In the past, I’ve jumped headfirst into new projects and immersed myself to exclusion of all else. The minute my kids were down for naps, I’d sprint to my computer and force out as many words as possible. I’d end up with some spectacular word counts at the end of those days, upward of 3,000 words a day on many days, and be done with my first drafts in about a month and a half.

Pretty great, right? Lots of momentum, continuity, and focus, and no languishing over drafts for months at a time.

The down side to this sweatshop approach, however, was that my kids and husband would have to deal with an exhausted, distracted, stressed-out me every day during writing season. I was productive, but not at my best for my family.

I’ve come to the realization that if I’m going to be a writer, I should just be a writer. That sounds weird, so I’ll elaborate. Writing should be something I just do, not something that shuts my whole life down for a few months at a time. I’m a mother, I can’t afford to shortchange my kids for weeks on end every time I’m working on something new.

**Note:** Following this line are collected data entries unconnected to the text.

//! Checks for Kconfig trees that parse fine but are likely mistakes.
//!
//! Some checks are heuristics. References outside the Kconfig files are
//! only seen in the directories passed with `--search-dir`.

use std::{
    collections::HashSet,
    fs,
    path::{Path, PathBuf},
    sync::LazyLock,
};

use clap::ValueEnum;
use colored::Colorize;
use kconfig::{Item, Kconfig, MenuItem, SymbolId};
use regex::Regex;

use crate::ctx::AppContext;

/// `CONFIG_NAME` references in source files.
static CONFIG_REF_RE: LazyLock<Regex> =
    LazyLock::new(|| Regex::new(r"\bCONFIG_([A-Z0-9_]+)\b").expect("Invalid CONFIG_ regex"));

/// Lines assigning a value, as in `.config` files. Not references.
static CONFIG_ASSIGN_RE: LazyLock<Regex> = LazyLock::new(|| {
    Regex::new(r"^[\s#]*CONFIG_[A-Z0-9_]+=").expect("Invalid assignment regex")
});

static DEFINE_RE: LazyLock<Regex> = LazyLock::new(|| {
    Regex::new(r"#\s*define\s+([A-Z0-9_]+)\b").expect("Invalid #define regex")
});

/// Preprocessor tests on a bare name.
static BARE_TEST_RE: LazyLock<Regex> = LazyLock::new(|| {
    Regex::new(concat!(
        r"(?:#\s*if(?:n?def)?\s+(?:defined\s*\(\s*)?|\bdefined\s*\(\s*|IS_ENABLED\(\s*)",
        r"([A-Za-z0-9_]+)\b"
    ))
    .expect("Invalid preprocessor test regex")
});

#[derive(ValueEnum, Debug, Clone, Copy, PartialEq, Eq)]
pub enum Check {
    /// Symbols without prompt or defaults that are never selected or implied
    AlwaysN,
    /// Symbols nothing seems to reference
    Unused,
    /// `menuconfig` symbols with empty menus
    Menuconfigs,
    /// Symbols only defined in Kconfig.defconfig files
    Defconfig,
    /// Preprocessor tests on symbol names without the CONFIG_ prefix
    Prefix,
    /// Symbols referenced but never defined
    Undefined,
}

impl Check {
    pub const ALL: [Check; 6] = [
        Check::AlwaysN,
        Check::Unused,
        Check::Menuconfigs,
        Check::Defconfig,
        Check::Prefix,
        Check::Undefined,
    ];

    pub fn title(self) -> &'static str {
        match self {
            Check::AlwaysN => "Symbols that can't be anything but n/empty",
            Check::Unused => "Symbols that look unused",
            Check::Menuconfigs => "menuconfig symbols with empty menus",
            Check::Defconfig => "Symbols only defined in Kconfig.defconfig files",
            Check::Prefix => "Symbol references that might be missing a CONFIG_ prefix",
            Check::Undefined => "Symbols referenced but never defined",
        }
    }
}

pub fn run(ctx: &AppContext, checks: &[Check], search_dirs: &[PathBuf]) -> anyhow::Result<()> {
    let kconf = ctx.load_kconfig()?;
    let checks = if checks.is_empty() {
        &Check::ALL[..]
    } else {
        checks
    };
    let sources = SourceRefs::scan(search_dirs);

    let mut separator = false;
    for &check in checks {
        let results = run_check(&kconf, check, &sources);
        if results.is_empty() {
            continue;
        }
        if separator {
            println!();
        }
        separator = true;
        let title = check.title();
        println!("{}\n{}", title.yellow().bold(), "=".repeat(title.len()));
        for line in results {
            println!("{line}");
        }
    }
    Ok(())
}

/// What the search directories say about symbol names.
#[derive(Debug, Default)]
pub struct SourceRefs {
    /// Names used as `CONFIG_NAME`.
    pub referenced: HashSet<String>,
    /// Names `#define`d as macros.
    pub defined: HashSet<String>,
    /// `(file:line, name)` for preprocessor tests on bare names.
    pub bare_tests: Vec<(String, String)>,
}

impl SourceRefs {
    pub fn scan(dirs: &[PathBuf]) -> Self {
        let mut refs = Self::default();
        for dir in dirs {
            if dir.is_dir() {
                refs.scan_dir(dir);
            } else {
                warn!("search directory {} does not exist", dir.display());
            }
        }
        refs
    }

    fn scan_dir(&mut self, dir: &Path) {
        let Ok(entries) = fs::read_dir(dir) else {
            return;
        };
        for entry in entries.flatten() {
            let path = entry.path();
            let hidden = entry.file_name().to_string_lossy().starts_with('.');
            if path.is_dir() {
                if !hidden && entry.file_name() != "target" {
                    self.scan_dir(&path);
                }
            } else if let Ok(text) = fs::read_to_string(&path) {
                self.scan_text(&path.display().to_string(), &text);
            }
        }
    }

    pub fn scan_text(&mut self, filename: &str, text: &str) {
        for (idx, line) in text.lines().enumerate() {
            if !CONFIG_ASSIGN_RE.is_match(line) {
                for caps in CONFIG_REF_RE.captures_iter(line) {
                    self.referenced.insert(caps[1].to_string());
                }
            }
            for caps in DEFINE_RE.captures_iter(line) {
                self.defined.insert(caps[1].to_string());
            }
            for caps in BARE_TEST_RE.captures_iter(line) {
                self.bare_tests
                    .push((format!("{filename}:{}", idx + 1), caps[1].to_string()));
            }
        }
    }
}

pub fn run_check(kconf: &Kconfig, check: Check, sources: &SourceRefs) -> Vec<String> {
    let defined = kconf.unique_defined_syms();
    match check {
        Check::AlwaysN => defined
            .iter()
            .copied()
            .filter(|&sym| {
                let s = kconf.sym(sym);
                !has_prompt(kconf, sym)
                    && s.rev_dep().is_n()
                    && s.weak_rev_dep().is_n()
                    && s.defaults().is_empty()
            })
            .map(|sym| name_and_locs(kconf, sym))
            .collect(),
        Check::Unused => {
            let in_kconfig = referenced_in_kconfig(kconf);
            defined
                .iter()
                .copied()
                .filter(|&sym| {
                    let s = kconf.sym(sym);
                    s.selects().is_empty()
                        && s.implies().is_empty()
                        && s.choice().is_none()
                        && !in_kconfig.contains(&sym)
                        && !sources.referenced.contains(s.name())
                })
                .map(|sym| name_and_locs(kconf, sym))
                .collect()
        }
        Check::Menuconfigs => kconf
            .node_iter(false)
            .filter_map(|n| {
                let node = kconf.node(n);
                let MenuItem::Symbol(sym) = node.item() else {
                    return None;
                };
                (node.is_menuconfig() && node.list().is_none()).then(|| {
                    format!(
                        "{:40} {}:{}",
                        kconf.sym(sym).name(),
                        node.filename(),
                        node.linenr()
                    )
                })
            })
            .collect(),
        Check::Defconfig => defined
            .iter()
            .copied()
            .filter(|&sym| {
                kconf
                    .sym(sym)
                    .nodes()
                    .iter()
                    .all(|&n| kconf.node(n).filename().contains("defconfig"))
            })
            .map(|sym| name_and_locs(kconf, sym))
            .collect(),
        Check::Prefix => {
            let names: HashSet<&str> = defined
                .iter()
                .map(|&sym| kconf.sym(sym).name())
                .filter(|name| !sources.defined.contains(*name))
                .collect();
            sources
                .bare_tests
                .iter()
                .filter(|(_, name)| names.contains(name.as_str()))
                .map(|(loc, name)| format!("{loc}: {name}"))
                .collect()
        }
        Check::Undefined => {
            let mut undefined: Vec<_> = kconf
                .syms()
                .filter(|&(name, sym)| {
                    !kconf.sym(sym).is_defined() && !is_number(name) && name != "MODULES"
                })
                .collect();
            undefined.sort_by_key(|&(name, _)| name);
            undefined
                .into_iter()
                .filter_map(|(name, sym)| {
                    let refs: Vec<String> = kconf
                        .node_iter(false)
                        .filter(|&n| kconf.node_referenced(n).contains(&Item::Sym(sym)))
                        .map(|n| format!("{}:{}", kconf.node(n).filename(), kconf.node(n).linenr()))
                        .collect();
                    (!refs.is_empty()).then(|| format!("{name:40} {}", refs.join(", ")))
                })
                .collect()
        }
    }
}

fn has_prompt(kconf: &Kconfig, sym: SymbolId) -> bool {
    kconf
        .sym(sym)
        .nodes()
        .iter()
        .any(|&n| kconf.node(n).prompt().is_some())
}

fn name_and_locs(kconf: &Kconfig, sym: SymbolId) -> String {
    let locs: Vec<String> = kconf
        .sym(sym)
        .nodes()
        .iter()
        .map(|&n| format!("{}:{}", kconf.node(n).filename(), kconf.node(n).linenr()))
        .collect();
    format!("{:40} {}", kconf.sym(sym).name(), locs.join(", "))
}

fn referenced_in_kconfig(kconf: &Kconfig) -> HashSet<SymbolId> {
    kconf
        .node_iter(false)
        .flat_map(|n| kconf.node_referenced(n))
        .filter_map(|item| match item {
            Item::Sym(sym) => Some(sym),
            Item::Choice(_) => None,
        })
        .collect()
}

fn is_number(name: &str) -> bool {
    let hex = name
        .strip_prefix("0x")
        .or_else(|| name.strip_prefix("0X"))
        .is_some_and(|h| i64::from_str_radix(h, 16).is_ok());
    hex || name.parse::<i64>().is_ok()
}

#[cfg(test)]
mod tests {
    use super::*;

    const KCONFIG: &str = "\
config USED
\tbool \"used\"
config NEVER
\tbool
config USER
\tbool \"user\"
\tdepends on USED && GHOST
menuconfig EMPTY
\tbool \"empty\"
config NUM
\tint \"num\"
\tdefault 10
";

    fn names(results: &[String]) -> Vec<&str> {
        results
            .iter()
            .filter_map(|r| r.split_whitespace().next())
            .collect()
    }

    #[test]
    fn test_kconfig_only_checks() {
        let kconf = Kconfig::from_text(KCONFIG, "Kconfig").unwrap();
        let none = SourceRefs::default();

        assert_eq!(names(&run_check(&kconf, Check::AlwaysN, &none)), ["NEVER"]);
        assert_eq!(
            names(&run_check(&kconf, Check::Unused, &none)),
            ["NEVER", "USER", "EMPTY", "NUM"]
        );
        assert_eq!(
            run_check(&kconf, Check::Menuconfigs, &none),
            [format!("{:40} Kconfig:8", "EMPTY")]
        );
        assert_eq!(
            run_check(&kconf, Check::Undefined, &none),
            [format!("{:40} Kconfig:5", "GHOST")]
        );
        assert!(run_check(&kconf, Check::Defconfig, &none).is_empty());
    }

    #[test]
    fn test_source_references() {
        let kconf = Kconfig::from_text(KCONFIG, "Kconfig").unwrap();
        let mut sources = SourceRefs::default();
        sources.scan_text(
            "main.c",
            "#ifdef CONFIG_USER\n#endif\nCONFIG_NUM=3\n#if defined(EMPTY)\n#endif\n\
             #define NUM 4\n#ifdef NUM\n#endif\n",
        );

        assert_eq!(
            names(&run_check(&kconf, Check::Unused, &sources)),
            ["NEVER", "EMPTY", "NUM"]
        );
        assert_eq!(
            run_check(&kconf, Check::Prefix, &sources),
            ["main.c:4: EMPTY"]
        );
    }
}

Just being a writer is a much slower way of doing things, but I (and my family) like it a lot better. My daily word counts are piddly (I’m lucky if I break 1,000 words a day unless it’s a Saturday) but I’m a lot happier and, to my surprise, the work is of better quality (in my humble opinion). Go figure.

I think this is the benefit of being a relatively unknown author at the moment. I have liberty to experiment with who I am as an author before the pressure of being anything bigger has a chance to set in. I may never make it as a big time author, but I’m grateful for the journey.